On March 2, 2005, EGL, Inc. (the Company) determined that it will restate its historical financial statements for 2002, 2003 and the first three quarters of 2004 to reflect adjustments to retained earnings beginning January 1, 2002 and adjustments to net income for each of the first three quarters of 2004. The adjustments are described in more detail in the Companys Current Report on Form 8-K filed with the Securities and Exchange Commission on March 8, 2005 (the Item 4.02 Form 8-K), the text of which is attached hereto as Exhibit 99.1 and incorporated herein by reference. Subsequent to the filing of the Item 4.02 Form 8-K, the Company has determined that it will restate its historical financial statements for the second and third quarters of 2004 to reflect additional adjustments relating to account reconciliations on the balance sheets.

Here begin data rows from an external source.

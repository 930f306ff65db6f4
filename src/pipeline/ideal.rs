use super::WeightedMatrix;
use crate::criteria::CriterionSet;

/// Per-criterion best and worst weighted values among the given alternatives, indexed by column.
#[derive(Clone, Debug, PartialEq)]
pub struct ReferencePoints {
    pub ideal: Vec<f64>,
    pub anti_ideal: Vec<f64>,
}

/// Benefit criteria take the column maximum as ideal and the minimum as anti-ideal; cost criteria
/// the reverse. Only the values matter, not which alternative attains them.
pub fn reference_points(criteria: &CriterionSet<'_>, matrix: &WeightedMatrix) -> ReferencePoints {
    let matrix = matrix.as_matrix();
    let (ideal, anti_ideal) = (0..matrix.columns())
        .map(|column| {
            let (min, max) = matrix
                .column(column)
                .fold((f64::INFINITY, f64::NEG_INFINITY), |(min, max), v| {
                    (min.min(v), max.max(v))
                });
            criteria.direction(column).reference_points(min, max)
        })
        .unzip();
    ReferencePoints { ideal, anti_ideal }
}
use std::collections::{BTreeMap, BTreeSet};

use crate::{
    criteria::CriterionSet, matrix::Matrix, pipeline::DecisionMatrix, Input, Result, TopsisError,
};

/// A candidate to be ranked, with one raw value per criterion id.
#[derive(Clone, Debug, PartialEq)]
pub struct Alternative {
    pub name: String,
    pub values: BTreeMap<String, f64>,
}

impl Alternative {
    pub fn new(name: impl Into<String>) -> Self {
        Self {
            name: name.into(),
            values: BTreeMap::new(),
        }
    }

    pub fn with_value(mut self, criterion: impl Into<String>, value: f64) -> Self {
        self.values.insert(criterion.into(), value);
        self
    }

    pub fn with_values<K, V>(name: impl Into<String>, values: V) -> Self
    where
        K: Into<String>,
        V: IntoIterator<Item = (K, f64)>,
    {
        Self {
            name: name.into(),
            values: values.into_iter().map(|(k, v)| (k.into(), v)).collect(),
        }
    }
}

/// Alternatives validated against a [`CriterionSet`]: names are unique, and every alternative
/// has a finite value for exactly the criterion ids of the set.
#[derive(Debug)]
pub struct AlternativeSet<'a> {
    names: Vec<&'a str>,
    matrix: Matrix,
}

impl<'a> AlternativeSet<'a> {
    pub fn new(criteria: &CriterionSet<'_>, alternatives: &'a [Alternative]) -> Result<Self> {
        if alternatives.is_empty() {
            return Err(TopsisError::EmptyInput(Input::Alternatives));
        }
        let mut names = Vec::with_capacity(alternatives.len());
        let mut seen = BTreeSet::new();
        let mut matrix = Matrix::with_capacity(alternatives.len(), criteria.len());
        for alternative in alternatives {
            if !seen.insert(alternative.name.as_str()) {
                return Err(TopsisError::DuplicateAlternative {
                    alternative: alternative.name.clone(),
                });
            }
            if let Some(unknown) = alternative
                .values
                .keys()
                .find(|id| criteria.position(id).is_none())
            {
                return Err(TopsisError::UnknownCriterion {
                    alternative: alternative.name.clone(),
                    criterion: unknown.clone(),
                });
            }
            let mut row = Vec::with_capacity(criteria.len());
            for criterion in criteria.iter() {
                let value = *alternative.values.get(&criterion.id).ok_or_else(|| {
                    TopsisError::MissingValue {
                        alternative: alternative.name.clone(),
                        criterion: criterion.id.clone(),
                    }
                })?;
                if !value.is_finite() {
                    return Err(TopsisError::NonFiniteValue {
                        alternative: alternative.name.clone(),
                        criterion: criterion.id.clone(),
                        value,
                    });
                }
                row.push(value);
            }
            matrix.push_row(row);
            names.push(alternative.name.as_str());
        }
        Ok(Self { names, matrix })
    }

    pub fn len(&self) -> usize {
        self.names.len()
    }

    pub fn is_empty(&self) -> bool {
        self.names.is_empty()
    }

    pub fn name(&self, row: usize) -> &'a str {
        self.names[row]
    }

    /// Raw values, one row per alternative in input order.
    pub fn decision_matrix(&self) -> DecisionMatrix {
        DecisionMatrix(self.matrix.clone())
    }
}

Due to the timing of the identification of these adjustments, the Company is unable to complete the consolidated financial statements to be included in its Form 10-K for the fiscal year ended December 31, 2004 within the prescribed time period (2004 Form 10-K).
Investors should not rely on the Companys historical financial statements for 2002, 2003 and the first three quarters of 2004. The Company will restate its historical financial statements for 2002, 2003 and the quarterly periods ended March 31, June 30 and September 30, 2004 included in the Companys Form 10-Qs in one or more future filings with the Securities and Exchange Commission.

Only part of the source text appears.